A year after the president's promise to rein in warrantless, illegal mass surveillance, he's revealed a plan that does nothing to fix the most egregious elements of American spying.

The president has the power and the time in office to do something meaningful about NSA spying — will he back up words with deeds?

His reform plan:

*
Fails to fix the problem of unconstitutional National Security Letters: The President’s reform proposes a three-year limit on the gag order that accompanies each NSL, but even a three-year limit fails to cure the constitutional problem. Only a prompt and fully considered decision by a judge that a provider should remain gagged is sufficient.

*
Doesn’t stop the bulk collection of data on innocent Americans’ digital communications: If the Intelligence Community was serious about protecting privacy, it could end the bulk collection of Americans’ communications data—under Section 215 of the Patriot Act or under any provision of law—tomorrow. The President’s proposals do not curb the mass collection of phone records under Section 215, and the proposals affirmatively allow bulk collection to occur for six, broadly defined categories of intelligence collection.

*
Continues "backdoor" surveillance on Americans without a warrant:
When the intelligence community performs surveillance under Section 702 of the FISA Amendments Act, it sweeps in the communications of millions of Americans without a warrant.
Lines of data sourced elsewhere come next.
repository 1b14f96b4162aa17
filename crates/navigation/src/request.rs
//! Navigation requests as the page makes them.

use serde::{Deserialize, Serialize};

/// How the page asked to go somewhere.
#[derive(Debug, Clone, Copy, PartialEq, Eq, Hash, Default, Serialize, Deserialize)]
#[serde(rename_all = "snake_case")]
pub enum RequestKind {
    /// A link, redirect or script navigation in the current window.
    #[default]
    SameWindow,
    /// `target="_blank"`, `window.open` and friends.
    NewWindow,
}

/// A navigation attempt intercepted from the shell.
#[derive(Debug, Clone, PartialEq, Eq)]
pub struct Request {
    pub url: String,
    pub kind: RequestKind,
}

impl Request {
    pub fn same_window(url: impl Into<String>) -> Self {
        Self {
            url: url.into(),
            kind: RequestKind::SameWindow,
        }
    }

    pub fn new_window(url: impl Into<String>) -> Self {
        Self {
            url: url.into(),
            kind: RequestKind::NewWindow,
        }
    }
}
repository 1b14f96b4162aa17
//! Domain navigation policy.
//!
//! Core principle: **a page is shown only if the policy says so.**
//!
//! A [`Policy`] is built once from a [`PolicyConfig`] and never mutated.
//! [`evaluate`] is a pure function of a policy and a candidate URL, and is
//! the only place domain matching happens. [`PolicyHandle`] holds the policy
//! in force and swaps it wholesale on reload.
//!
//! # Example
//!
//! ```
//! use policy::{DomainConfig, Policy, PolicyConfig, Reason};
//!
//! let policy = Policy::build(&PolicyConfig {
//!     restrict_to_domain: true,
//!     domain_config: DomainConfig {
//!         allowed_domains: vec!["github.com".into()],
//!         blocked_domains: vec!["gist.github.com".into()],
//!         allow_subdomains: true,
//!     },
//!     target_url: "https://github.com".into(),
//! })?;
//!
//! assert!(policy.evaluate("https://api.github.com/repos").is_allowed());
//! assert_eq!(
//!     policy.evaluate("https://gist.github.com").reason(),
//!     Reason::BlockedExplicit
//! );
//! # Ok::<(), policy::ConfigurationError>(())
//! ```

mod error;
mod evaluate;
mod handle;
mod policy;
mod verdict;

#[cfg(test)]
mod properties;

pub use error::{ConfigField, ConfigurationError, Result};
pub use evaluate::evaluate;
pub use handle::PolicyHandle;
pub use policy::{DomainConfig, Policy, PolicyConfig, hostname};
pub use verdict::{Reason, Verdict};
use sea_query::Iden;

#[derive(Iden, Clone)]
pub enum Dish {
    Table,
    Id,
    UserId,
    Name,
    Category,
    Servings,
    Ingredients,
    CreatedAt,
    UpdatedAt,
}

#[derive(Iden, Clone)]
pub enum MealPlan {
    Table,
    Id,
    UserId,
    Date,
    MealType,
    DishId,
    PlannedServings,
    Prepared,
    PreparedAt,
    CreatedAt,
}

#[derive(Iden, Clone)]
pub enum StockItem {
    Table,
    Id,
    UserId,
    Name,
    Quantity,
    Unit,
    Category,
    LowStockThreshold,
    UpdatedAt,
}

#[derive(Iden, Clone)]
pub enum FamilyMember {
    Table,
    Id,
    UserId,
    Name,
    Role,
    Age,
    Email,
    Preferences,
    Notes,
    CreatedAt,
}
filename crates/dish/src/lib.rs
mod command;
mod query;

pub use command::*;
pub use query::*;
use ulid::Ulid;

/// Request context threaded through every command and query.
///
/// Carries the acting user explicitly; nothing in the workspace reads the
/// user from ambient state.
#[derive(Clone, Debug)]
pub struct Metadata {
    pub id: String,
    pub trigger_by: Option<String>,
}

impl Metadata {
    pub fn new(trigger_by: impl Into<Option<String>>) -> Self {
        Self {
            id: Ulid::new().to_string(),
            trigger_by: trigger_by.into(),
        }
    }

    pub fn by(trigger_by: impl Into<String>) -> Self {
        Self::new(Some(trigger_by.into()))
    }

    pub fn trigger_by(&self) -> crate::Result<String> {
        match self.trigger_by.as_deref().map(str::trim) {
            Some(id) if !id.is_empty() => Ok(id.to_owned()),
            _ => crate::bail!("User not found in metadata"),
        }
    }
}

impl Default for Metadata {
    fn default() -> Self {
        Self::new(None)
    }
}
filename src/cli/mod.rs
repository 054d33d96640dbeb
use std::io::Write;

use anyhow::Result;
use clap::{Args, Parser, Subcommand, ValueEnum};
use famplan_shared::{Metadata, mealplan::MealType, parse_date};
use time::Date;

use crate::config::Config;

mod database;
mod dish;
mod family;
mod plan;
mod shopping;
mod stock;

/// famplan - family meal planning and shopping lists
#[derive(Parser, Debug)]
#[command(name = "famplan")]
#[command(about = "Plan family meals, track the pantry and build shopping lists", long_about = None)]
pub struct Cli {
    /// Path to configuration file
    #[arg(long, global = true)]
    pub config: Option<String>,

    /// Household member the command acts for
    #[arg(long, global = true)]
    pub user: Option<String>,

    #[command(subcommand)]
    pub command: Commands,
}

#[derive(Subcommand, Debug)]
pub enum Commands {
    /// Run database migrations
    Migrate,
    /// Drop database if exists and recreate with migrations
    Reset,
    /// Manage the dish catalog
    #[command(subcommand)]
    Dish(DishCommands),
    /// Manage planned meals
    #[command(subcommand)]
    Plan(PlanCommands),
    /// Manage pantry stock
    #[command(subcommand)]
    Stock(StockCommands),
    /// Manage household members
    #[command(subcommand)]
    Family(FamilyCommands),
    /// Build the shopping list for a period
    Shopping(ShoppingArgs),
}

#[derive(Args, Debug)]
pub struct DishArgs {
    #[arg(long)]
    pub name: String,
    #[arg(long)]
    pub category: String,
    /// Number of servings the ingredient quantities yield
    #[arg(long)]
    pub servings: i64,
    /// Ingredient as `name;quantity;unit;category`, repeat for each one
    #[arg(long = "ingredient", value_parser = dish::parse_ingredient)]
    pub ingredients: Vec<famplan_dish::IngredientInput>,
}

#[derive(Subcommand, Debug)]
pub enum DishCommands {
    /// Add a dish
    Add(DishArgs),
    /// Replace a dish's details and ingredients
    Update {
        id: String,
        #[command(flatten)]
        dish: DishArgs,
    },
    /// List dishes
    List,
    /// Show a dish with its ingredients
    Show { id: String },
    /// Delete a dish
    Delete { id: String },
}

#[derive(Subcommand, Debug)]
pub enum PlanCommands {
    /// Plan a dish for a meal
    Add {
        #[arg(long, value_parser = parse_date_arg)]
        date: Date,
        /// breakfast, brunch, lunch, snack or dinner
        #[arg(long)]
        meal: MealType,
        #[arg(long)]
        dish: String,
        #[arg(long)]
        servings: i64,
    },
    /// List planned meals between two dates
    List {
        #[arg(long, value_parser = parse_date_arg)]
        from: Date,
        #[arg(long, value_parser = parse_date_arg)]
        to: Date,
        /// Only meals not prepared yet
        #[arg(long)]
        outstanding: bool,
    },
    /// Show the week containing a date, today by default
    Week {
        #[arg(long, value_parser = parse_date_arg)]
        date: Option<Date>,
    },
    /// Mark a planned meal as prepared
    Prepared { id: String },
    /// Delete a planned meal
    Delete { id: String },
}

#[derive(Subcommand, Debug)]
pub enum StockCommands {
    /// Add a pantry item, or overwrite it when `--id` is given
    Set {
        #[arg(long)]
        id: Option<String>,
        #[arg(long)]
        name: String,
        #[arg(long)]
        quantity: f64,
        #[arg(long)]
        unit: String,
        #[arg(long)]
        category: String,
        /// Quantity at or below which the item is reported as low
        #[arg(long)]
        threshold: Option<f64>,
    },
    /// List pantry items by category
    List,
    /// Delete a pantry item
    Delete { id: String },
}

#[derive(Subcommand, Debug)]
pub enum FamilyCommands {
    /// Add a household member
    Add {
        #[arg(long)]
        name: String,
        /// Parent, child, grandparent...
        #[arg(long)]
        role: Option<String>,
        #[arg(long)]
        age: Option<i64>,
        /// Address the shopping list can be shared with
        #[arg(long)]
        email: Option<String>,
        /// Dietary preferences
        #[arg(long)]
        preferences: Option<String>,
        #[arg(long)]
        notes: Option<String>,
    },
    /// List household members
    List,
    /// List members a shopping list can be shared with
    Recipients,
    /// Delete a household member
    Delete { id: String },
}

#[derive(Clone, Copy, Debug, Default, PartialEq, Eq, ValueEnum)]
pub enum Format {
    #[default]
    Text,
    Html,
    Json,
}

#[derive(Args, Debug)]
pub struct ShoppingArgs {
    /// First day, Monday of the current week by default
    #[arg(long, value_parser = parse_date_arg)]
    pub from: Option<Date>,
    /// Last day, Sunday of the current week by default
    #[arg(long, value_parser = parse_date_arg)]
    pub to: Option<Date>,
    /// Include meals already prepared
    #[arg(long, conflicts_with = "outstanding")]
    pub all: bool,
    /// Only meals not prepared yet
    #[arg(long)]
    pub outstanding: bool,
    #[arg(long, value_enum, default_value_t = Format::Text)]
    pub format: Format,
}

fn parse_date_arg(value: &str) -> Result<Date, String> {
    parse_date(value).map_err(|_| format!("'{value}' is not a date, expected YYYY-MM-DD"))
}

fn metadata(user: Option<String>) -> Result<Metadata> {
    match user {
        Some(user) if !user.trim().is_empty() => Ok(Metadata::by(user.trim())),
        _ => anyhow::bail!("--user is required for this command"),
    }
}

/// Executes a parsed command, writing its report to `out`.
pub async fn run(cli: Cli, config: Config, out: &mut impl Write) -> Result<()> {
    let command = match cli.command {
        Commands::Migrate => return database::migrate(&config).await,
        Commands::Reset => return database::reset(&config).await,
        command => command,
    };

    let metadata = metadata(cli.user)?;
    let pool = database::connect(&config).await?;

    let result = match command {
        Commands::Dish(command) => dish::run(pool.clone(), command, &metadata, out).await,
        Commands::Plan(command) => plan::run(pool.clone(), command, &metadata, out).await,
        Commands::Stock(command) => stock::run(pool.clone(), command, &metadata, out).await,
        Commands::Family(command) => family::run(pool.clone(), command, &metadata, out).await,
        Commands::Shopping(args) => {
            shopping::run(pool.clone(), args, &config, &metadata, out).await
        }
        Commands::Migrate | Commands::Reset => Ok(()),
    };

    pool.close().await;

    result
}
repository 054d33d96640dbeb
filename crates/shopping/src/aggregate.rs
use std::{
    collections::{BTreeMap, HashMap},
    fmt,
};

use famplan_shared::{
    DateRange, category_or_other,
    dish::Dish,
    mealplan::{MealPlan, MealType},
    stock::StockItem,
};
use serde::Serialize;
use strum::{AsRefStr, Display};
use time::Date;

/// Which meal plans a shopping list covers.
#[derive(Debug, Clone, Copy, PartialEq, Eq, Serialize)]
pub struct ShoppingRequest {
    pub range: DateRange,
    /// Ignore meals already marked as prepared.
    pub outstanding_only: bool,
}

impl ShoppingRequest {
    pub fn new(range: DateRange) -> Self {
        Self {
            range,
            outstanding_only: false,
        }
    }

    pub fn outstanding_only(mut self, value: bool) -> Self {
        self.outstanding_only = value;
        self
    }

    pub fn covers(&self, plan: &MealPlan) -> bool {
        self.range.contains(plan.date) && !(self.outstanding_only && plan.prepared)
    }
}

/// One planned meal's contribution to an entry.
#[derive(Debug, Clone, PartialEq, Serialize)]
pub struct Provenance {
    pub meal_plan_id: String,
    pub dish_id: String,
    pub dish_name: String,
    pub date: Date,
    pub meal_type: MealType,
    pub quantity: f64,
}

/// Stock exists under the same name but in other units, so it was not
/// subtracted.
#[derive(Debug, Clone, PartialEq, Serialize)]
pub struct UnitMismatch {
    pub stock_units: Vec<String>,
}

impl fmt::Display for UnitMismatch {
    fn fmt(&self, f: &mut fmt::Formatter<'_>) -> fmt::Result {
        write!(f, "different units in stock ({})", self.stock_units.join(", "))
    }
}

#[derive(Debug, Clone, PartialEq, Serialize)]
pub struct ShoppingListEntry {
    /// Trimmed name of the first ingredient line contributing to the entry.
    pub name: String,
    pub unit: String,
    pub category: String,
    pub required_quantity: f64,
    /// Matching stock subtracted from the requirement, `None` when nothing
    /// matched on name and unit.
    pub stock_quantity: Option<f64>,
    pub quantity_to_buy: f64,
    pub sources: Vec<Provenance>,
    pub warning: Option<UnitMismatch>,
}

impl ShoppingListEntry {
    /// Quantity to buy rounded to two decimals.
    pub fn display_quantity(&self) -> f64 {
        round2(self.quantity_to_buy)
    }

    /// Display quantity without trailing zeros (`2`, `0.5`, `1.25`). Entries
    /// rounding to zero are dropped by [`aggregate`], so this is never `0`.
    pub fn formatted_quantity(&self) -> String {
        let formatted = format!("{:.2}", self.display_quantity());
        formatted
            .trim_end_matches('0')
            .trim_end_matches('.')
            .to_owned()
    }
}

#[derive(Debug, Clone, PartialEq, Serialize)]
pub struct CategoryGroup {
    pub name: String,
    pub entries: Vec<ShoppingListEntry>,
}

#[derive(Debug, Clone, Copy, PartialEq, Eq, Display, AsRefStr, Serialize)]
#[strum(serialize_all = "snake_case")]
#[serde(rename_all = "snake_case")]
pub enum ShoppingListStatus {
    NoMealsPlanned,
    FullyStocked,
    ToBuy,
}

#[derive(Debug, Clone, PartialEq, Serialize)]
pub struct ShoppingList {
    pub range: DateRange,
    /// Plans inside the request, including those whose dish is gone.
    pub plans_considered: usize,
    /// Plans whose dish could not be found.
    pub skipped_plans: usize,
    /// Ingredient lines ignored because a field was missing or unusable.
    pub skipped_ingredients: usize,
    pub categories: Vec<CategoryGroup>,
}

impl ShoppingList {
    pub fn status(&self) -> ShoppingListStatus {
        if self.plans_considered == 0 {
            ShoppingListStatus::NoMealsPlanned
        } else if self.categories.is_empty() {
            ShoppingListStatus::FullyStocked
        } else {
            ShoppingListStatus::ToBuy
        }
    }

    pub fn entries(&self) -> impl Iterator<Item = &ShoppingListEntry> {
        self.categories.iter().flat_map(|group| group.entries.iter())
    }

    pub fn len(&self) -> usize {
        self.categories.iter().map(|group| group.entries.len()).sum()
    }

    pub fn is_empty(&self) -> bool {
        self.categories.is_empty()
    }
}

fn round2(value: f64) -> f64 {
    (value * 100.0).round() / 100.0
}

#[derive(Default)]
struct Requirement {
    name: String,
    category: String,
    quantity: f64,
    sources: Vec<Provenance>,
}
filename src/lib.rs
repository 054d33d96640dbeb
pub mod cli;
pub mod config;
pub mod db;
pub mod observability;

pub use config::Config;
use serde::{Deserialize, Serialize};

/// Comparison key for an ingredient name: trimmed and lowercased.
pub fn normalize_name(name: &str) -> String {
    name.trim().to_lowercase()
}

/// One line of a dish's ingredient list, as stored in the catalog.
///
/// Stored documents are not trusted: any field may be blank and the quantity
/// may be missing. Use [`DishIngredient::is_complete`] before aggregating.
#[derive(Debug, Clone, Default, PartialEq, Serialize, Deserialize)]
pub struct DishIngredient {
    #[serde(default)]
    pub name: String,
    #[serde(default)]
    pub quantity: Option<f64>,
    #[serde(default)]
    pub unit: String,
    #[serde(default)]
    pub category: String,
}

impl DishIngredient {
    pub fn new(
        name: impl Into<String>,
        quantity: f64,
        unit: impl Into<String>,
        category: impl Into<String>,
    ) -> Self {
        Self {
            name: name.into(),
            quantity: Some(quantity),
            unit: unit.into(),
            category: category.into(),
        }
    }

    /// Aggregation key: normalized name and trimmed unit.
    pub fn key(&self) -> (String, String) {
        (normalize_name(&self.name), self.unit.trim().to_owned())
    }

    /// The usable quantity, if present, finite and strictly positive.
    pub fn usable_quantity(&self) -> Option<f64> {
        self.quantity.filter(|q| q.is_finite() && *q > 0.0)
    }

    pub fn is_complete(&self) -> bool {
        !self.name.trim().is_empty()
            && !self.unit.trim().is_empty()
            && !self.category.trim().is_empty()
            && self.usable_quantity().is_some()
    }
}

#[derive(Debug, Clone, Default, PartialEq, Serialize, Deserialize)]
pub struct Dish {
    pub id: String,
    pub user_id: String,
    pub name: String,
    pub category: String,
    pub servings: i64,
    pub ingredients: Vec<DishIngredient>,
}

impl Dish {
    /// Baseline yield used to scale ingredients, never below one.
    pub fn baseline_servings(&self) -> f64 {
        self.servings.max(1) as f64
    }
}
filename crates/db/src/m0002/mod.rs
mod family_member;

use sqlx_migrator::vec_box;

pub struct Migration;

sqlx_migrator::sqlite_migration!(
    Migration,
    "famplan",
    "m0002",
    vec_box![],
    vec_box![family_member::CreateTable, family_member::CreateIdx1]
);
The President’s Review Group recommended the government obtain a warrant before it searched for communications of US persons contained within its vast database. The President rejected that proposal.

*
Fails to provide non-US persons with the same privacy protections afforded US persons: On a daily basis, the United States intelligence community collects vast amounts of information about millions of people around the world. While the President’s proposals take a step forward in unifying the retention requirements applicable to collected non-US person information, they fail to afford the same privacy protections afforded US persons, and they fail to rein in bulk collection in the first place.